3099 – HEME BIOSYNTHESIS IS A THERAPEUTIC VULNERABILITY IN ACUTE MYELOID LEUKAEMIA

Acute myeloid leukaemia (AML) is an aggressive and deadly blood cancer and is the most common acute leukaemia in adults. Identification of metabolic pathways that are dysregulated in AML offers significant promise for the development of more effective treatments and improved patient outcomes. Heme is a ubiquitous metallo-organic enzymatic co-factor and signalling molecule that is produced de novo in nearly all mammalian cells. Beyond its function as an oxygen carrier in erythroid cells, heme is required for and regulates a plethora of biological processes in non-erythroid cells including energy generation, iron homeostasis, chromatin remodelling and transcription. Through integrated molecular and functional analyses of mouse models, human cell lines and primary patient samples we have identified a heme rheostat that controls multiple fundamental aspects of AML biology. AML cells are characterised by a low heme state, demonstrate increased dependence on heme biosynthesis enzymes (HBEs) in vitro and in vivo, and are sensitive to small molecule HBE inhibitors.
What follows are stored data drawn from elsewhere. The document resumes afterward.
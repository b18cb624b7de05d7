use std::f64::consts::FRAC_PI_2;

use tracing::{debug, error};

use crate::joint_limits::DEFAULT_LIMIT_TOLERANCE;
use crate::kinematic_traits::{Kinematics, Pose, MTM_JOINTS};
use crate::manipulator::Manipulator;
use crate::parameters::mtm_kinematics::MtmGeometry;
use crate::redundancy::{angle_difference, platform_candidates, PlatformContext,
                        PlatformContinuity, RedundancyResolver};
use crate::solve_error::{SolveError, Violations};
use crate::utils::{closest_turn, mtm_kinematics};
use crate::wrist::EulerZxz;

/// How far outside [-1, 1] a cosine may be before the target counts as unreachable. Targets
/// produced by forward kinematics at full extension land slightly outside through rounding.
const DOMAIN_EPSILON: f64 = 1e-9;

/// Shortest shoulder to wrist distance the planar solver can work with.
const MIN_DISTANCE: f64 = 1e-9;

const PLATFORM: usize = 3;
const WRIST_PITCH: usize = 4;
const WRIST_YAW: usize = 5;
const WRIST_ROLL: usize = 6;

/// Closed-form inverse kinematics of the master tool manipulator.
///
/// Joints 1 to 3 place the wrist center (planar two link problem after the outer yaw),
/// joint 4 is redundant and chosen by the [`RedundancyResolver`], joints 5 to 7 form a
/// spherical wrist solved by Euler angle decomposition.
///
/// ```
/// use rs_mtm_kinematics::kinematic_traits::{Joints, Kinematics, JOINTS_AT_ZERO};
/// use rs_mtm_kinematics::kinematics_impl::MtmKinematics;
/// use rs_mtm_kinematics::manipulator::Manipulator;
///
/// let robot = MtmKinematics::new(Manipulator::mtm());
/// let goal = robot.forward(&[0.2, 0.1, 0.1, 0.0, 0.0, 0.0, 0.0]);
/// let mut joints: Joints = JOINTS_AT_ZERO; // previous command, updated in place
/// robot.inverse(&goal, &mut joints).expect("reachable without limits");
/// assert!((joints[0] - 0.2).abs() < 1e-9);
/// ```
#[derive(Debug, Clone)]
pub struct MtmKinematics<R: RedundancyResolver = PlatformContinuity> {
    manipulator: Manipulator,
    geometry: MtmGeometry,
    resolver: R,
    tolerance: f64,
}

impl MtmKinematics {
    /// Solver for the given link model with the default platform policy. Arm lengths are
    /// taken from the links, so a model with other lengths than the stock MTM is solved
    /// correctly as long as it keeps the MTM layout.
    pub fn new(manipulator: Manipulator) -> Self {
        let geometry = MtmGeometry::from_links(manipulator.links()).unwrap_or_default();
        debug!("MtmKinematics::new: {:?}", geometry);
        Self::with_resolver(manipulator, geometry, PlatformContinuity)
    }
}

impl<R: RedundancyResolver> MtmKinematics<R> {
    pub fn with_resolver(manipulator: Manipulator, geometry: MtmGeometry, resolver: R) -> Self {
        MtmKinematics {
            manipulator,
            geometry,
            resolver,
            tolerance: DEFAULT_LIMIT_TOLERANCE,
        }
    }

    /// Tolerance before clamping of joints 1 to 3 is reported.
    pub fn with_tolerance(mut self, tolerance: f64) -> Self {
        self.tolerance = tolerance;
        self
    }

    pub fn manipulator(&self) -> &Manipulator {
        &self.manipulator
    }

    pub fn geometry(&self) -> &MtmGeometry {
        &self.geometry
    }

    pub fn tolerance(&self) -> f64 {
        self.tolerance
    }

    fn check_preconditions(&self, pose: &Pose, qs: &[f64]) -> Result<(), SolveError> {
        let links = self.manipulator.len();
        if qs.len() != links {
            return Err(SolveError::DimensionMismatch { expected: links, found: qs.len() });
        }
        if links == 0 {
            return Err(SolveError::NoLinks);
        }
        if links < MTM_JOINTS {
            return Err(SolveError::IncompleteModel { expected: MTM_JOINTS, found: links });
        }
        let rotation = pose.rotation.coords;
        if !pose.translation.vector.iter().chain(rotation.iter()).all(|v| v.is_finite())
            || !mtm_kinematics::is_valid(qs) {
            return Err(SolveError::NonFinite);
        }
        Ok(())
    }

    /// Solves joints 1 to 3 from the wrist center position given in the manipulator base
    /// frame. Returns the flags of joints that hit their limits and whether the target was
    /// out of reach. All three joints are always written.
    pub fn solve_shoulder_elbow(&self, rt07: &Pose, qs: &mut [f64]) -> Violations {
        let mut violations = Violations::empty();
        let p = rt07.translation.vector;

        qs[0] = p.x.atan2(-p.y);

        let l1 = self.geometry.upper_arm;
        let l2 = self.geometry.forearm_length();

        // Plane formed by links 2 and 3
        let x = -p.z;
        let y = p.x.hypot(p.y);
        let d = x.hypot(y);

        let cos_a2 = if d > MIN_DISTANCE {
            (l1 * l1 - l2 * l2 + d * d) / (2.0 * l1 * d)
        } else {
            violations |= Violations::UNREACHABLE;
            1.0
        };
        let cos_elbow = (l1 * l1 + l2 * l2 - d * d) / (2.0 * l1 * l2);

        let a2 = checked_acos(cos_a2, &mut violations);
        let q2 = -checked_acos(cos_elbow, &mut violations);

        qs[1] = y.atan2(x) - a2;
        qs[2] = q2 - self.geometry.angle_offset() + FRAC_PI_2;

        for joint in 0..3 {
            if self.manipulator.clamp_joint_value(joint, &mut qs[joint], self.tolerance) {
                violations |= Violations::joint(joint);
            }
        }
        violations
    }

    /// Platform angle (joint 4) for joints 1 to 3 already set in `qs`, while joints 4 and 5
    /// still hold the previous command. The result is within the joint 4 limits.
    pub fn optimal_platform_angle(&self, qs: &[f64], rt07: &Pose) -> f64 {
        let rt03 = self.manipulator.forward_from_base(qs, 3);
        let rt37 = rt03.inverse() * rt07;
        let r37 = rt37.rotation.to_rotation_matrix();

        let context = PlatformContext {
            previous_platform: qs[PLATFORM],
            previous_wrist_pitch: qs[WRIST_PITCH],
        };

        let platform = match angle_difference(r37.matrix()) {
            Some(difference) => {
                let candidates = platform_candidates(difference, context.previous_platform);
                self.resolver.resolve(&candidates, &context)
            }
            // Roll axis along the platform axis, any platform angle works
            None => context.previous_platform,
        };

        self.manipulator.links()[PLATFORM].limit.saturate(platform)
    }

    /// Joints 5 to 7 for joints 1 to 4 already set in `qs`. Not clamped.
    fn solve_wrist(&self, rt07: &Pose, qs: &mut [f64]) {
        let rt04 = self.manipulator.forward_from_base(qs, 4);
        let rt47 = rt04.inverse() * rt07;
        let euler = EulerZxz::from_rotation(&rt47.rotation.to_rotation_matrix());
        let [pitch, yaw, roll] = euler.wrist_joints();

        qs[WRIST_PITCH] = pitch;
        qs[WRIST_YAW] = yaw;
        // Roll turns more than once, stay on the turn of the previous command
        qs[WRIST_ROLL] = closest_turn(roll, qs[WRIST_ROLL]);
    }
}

/// acos with the argument clamped into its domain, flagging arguments that had to be moved.
fn checked_acos(cosine: f64, violations: &mut Violations) -> f64 {
    if !(-1.0 - DOMAIN_EPSILON..=1.0 + DOMAIN_EPSILON).contains(&cosine) {
        *violations |= Violations::UNREACHABLE;
    }
    cosine.clamp(-1.0, 1.0).acos()
}

impl<R: RedundancyResolver> Kinematics for MtmKinematics<R> {
    fn dof(&self) -> usize {
        self.manipulator.len()
    }

    /// A solution exactly on a limit of joints 1 to 3, or past it by no more than
    /// [`MtmKinematics::tolerance`], is moved onto the limit and returns `Ok`. Only values
    /// beyond the tolerance give `LimitReached`.
    fn inverse(&self, pose: &Pose, qs: &mut [f64]) -> Result<(), SolveError> {
        if let Err(err) = self.check_preconditions(pose, qs) {
            error!("MtmKinematics::inverse: {}", err);
            return Err(err);
        }

        // Take the base frame into account
        let rt07 = self.manipulator.rtw0.inverse() * pose;

        // If we encounter a joint limit, keep computing a solution but report failure at the end
        let violations = self.solve_shoulder_elbow(&rt07, qs);

        qs[PLATFORM] = self.optimal_platform_angle(qs, &rt07);

        self.solve_wrist(&rt07, qs);

        if violations.is_empty() {
            Ok(())
        } else {
            debug!("MtmKinematics::inverse: limits reached {:?}, joints {:?}", violations, qs);
            Err(SolveError::LimitReached(violations))
        }
    }

    fn forward(&self, qs: &[f64]) -> Pose {
        self.manipulator.forward(qs)
    }
}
By combining genetic and pharmacological modulation of heme levels with RNAseq and ChIPseq we found that heme functionally regulates critical AML gene expression circuits via the heme sensing transcription factors BACH1 and CLOCK. Metabolomic analysis revealed wide-ranging metabolic rewiring in low heme cells and pooled CRISPR screening identified heme reactive metabolic dependencies. Among these, we uncovered an inverse relationship between heme and copper. Acute HBE inhibition in AML cells causes intracellular copper accumulation ultimately triggering programmed cell death via cuproptosis. Altogether, our data identify novel relationships between heme production and other transcriptional and metabolic features of leukaemic cells and identify HBEs as potential drug targets in AML.